(Dataset entries)
------------------------

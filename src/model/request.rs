//! Requests flowing through the host pipeline.

use std::fmt;

use serde::{Deserialize, Serialize};

use super::Customer;

/// Discriminant of a [`Request`], used for trigger registration.
#[derive(Debug, Clone, Copy, PartialEq, Eq, Hash, Serialize, Deserialize)]
pub enum RequestKind {
    GetChannelConfiguration,
    SearchCustomers,
    GetCustomer,
    GetCustomers,
    CreateOrUpdateCustomer,
}

impl RequestKind {
    pub fn as_str(&self) -> &'static str {
        match self {
            RequestKind::GetChannelConfiguration => "GetChannelConfiguration",
            RequestKind::SearchCustomers => "SearchCustomers",
            RequestKind::GetCustomer => "GetCustomer",
            RequestKind::GetCustomers => "GetCustomers",
            RequestKind::CreateOrUpdateCustomer => "CreateOrUpdateCustomer",
        }
    }
}

impl fmt::Display for RequestKind {
    fn fmt(&self, f: &mut fmt::Formatter<'_>) -> fmt::Result {
        f.write_str(self.as_str())
    }
}

/// A dispatched operation and its input parameters.
///
/// Immutable once dispatched; handlers and triggers only ever see `&Request`.
#[derive(Debug, Clone, PartialEq, Serialize, Deserialize)]
pub enum Request {
    GetChannelConfiguration { channel_id: i64 },
    SearchCustomers { keyword: String },
    GetCustomer { account_number: String },
    GetCustomers { account_numbers: Vec<String> },
    CreateOrUpdateCustomer { customer: Customer },
}

impl Request {
    pub fn kind(&self) -> RequestKind {
        match self {
            Request::GetChannelConfiguration { .. } => RequestKind::GetChannelConfiguration,
            Request::SearchCustomers { .. } => RequestKind::SearchCustomers,
            Request::GetCustomer { .. } => RequestKind::GetCustomer,
            Request::GetCustomers { .. } => RequestKind::GetCustomers,
            Request::CreateOrUpdateCustomer { .. } => RequestKind::CreateOrUpdateCustomer,
        }
    }
}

------------------------

Copy out the records in full, matching every line character for character.

YOUR SOLUTION:
filename src/model/request.rs
//! Requests flowing through the host pipeline.

use std::fmt;

use serde::{Deserialize, Serialize};

use super::Customer;

/// Discriminant of a [`Request`], used for trigger registration.
#[derive(Debug, Clone, Copy, PartialEq, Eq, Hash, Serialize, Deserialize)]
pub enum RequestKind {
    GetChannelConfiguration,
    SearchCustomers,
    GetCustomer,
    GetCustomers,
    CreateOrUpdateCustomer,
}

impl RequestKind {
    pub fn as_str(&self) -> &'static str {
        match self {
            RequestKind::GetChannelConfiguration => "GetChannelConfiguration",
            RequestKind::SearchCustomers => "SearchCustomers",
            RequestKind::GetCustomer => "GetCustomer",
            RequestKind::GetCustomers => "GetCustomers",
            RequestKind::CreateOrUpdateCustomer => "CreateOrUpdateCustomer",
        }
    }
}

impl fmt::Display for RequestKind {
    fn fmt(&self, f: &mut fmt::Formatter<'_>) -> fmt::Result {
        f.write_str(self.as_str())
    }
}

/// A dispatched operation and its input parameters.
///
/// Immutable once dispatched; handlers and triggers only ever see `&Request`.
#[derive(Debug, Clone, PartialEq, Serialize, Deserialize)]
pub enum Request {
    GetChannelConfiguration { channel_id: i64 },
    SearchCustomers { keyword: String },
    GetCustomer { account_number: String },
    GetCustomers { account_numbers: Vec<String> },
    CreateOrUpdateCustomer { customer: Customer },
}

impl Request {
    pub fn kind(&self) -> RequestKind {
        match self {
            Request::GetChannelConfiguration { .. } => RequestKind::GetChannelConfiguration,
            Request::SearchCustomers { .. } => RequestKind::SearchCustomers,
            Request::GetCustomer { .. } => RequestKind::GetCustomer,
            Request::GetCustomers { .. } => RequestKind::GetCustomers,
            Request::CreateOrUpdateCustomer { .. } => RequestKind::CreateOrUpdateCustomer,
        }
    }
}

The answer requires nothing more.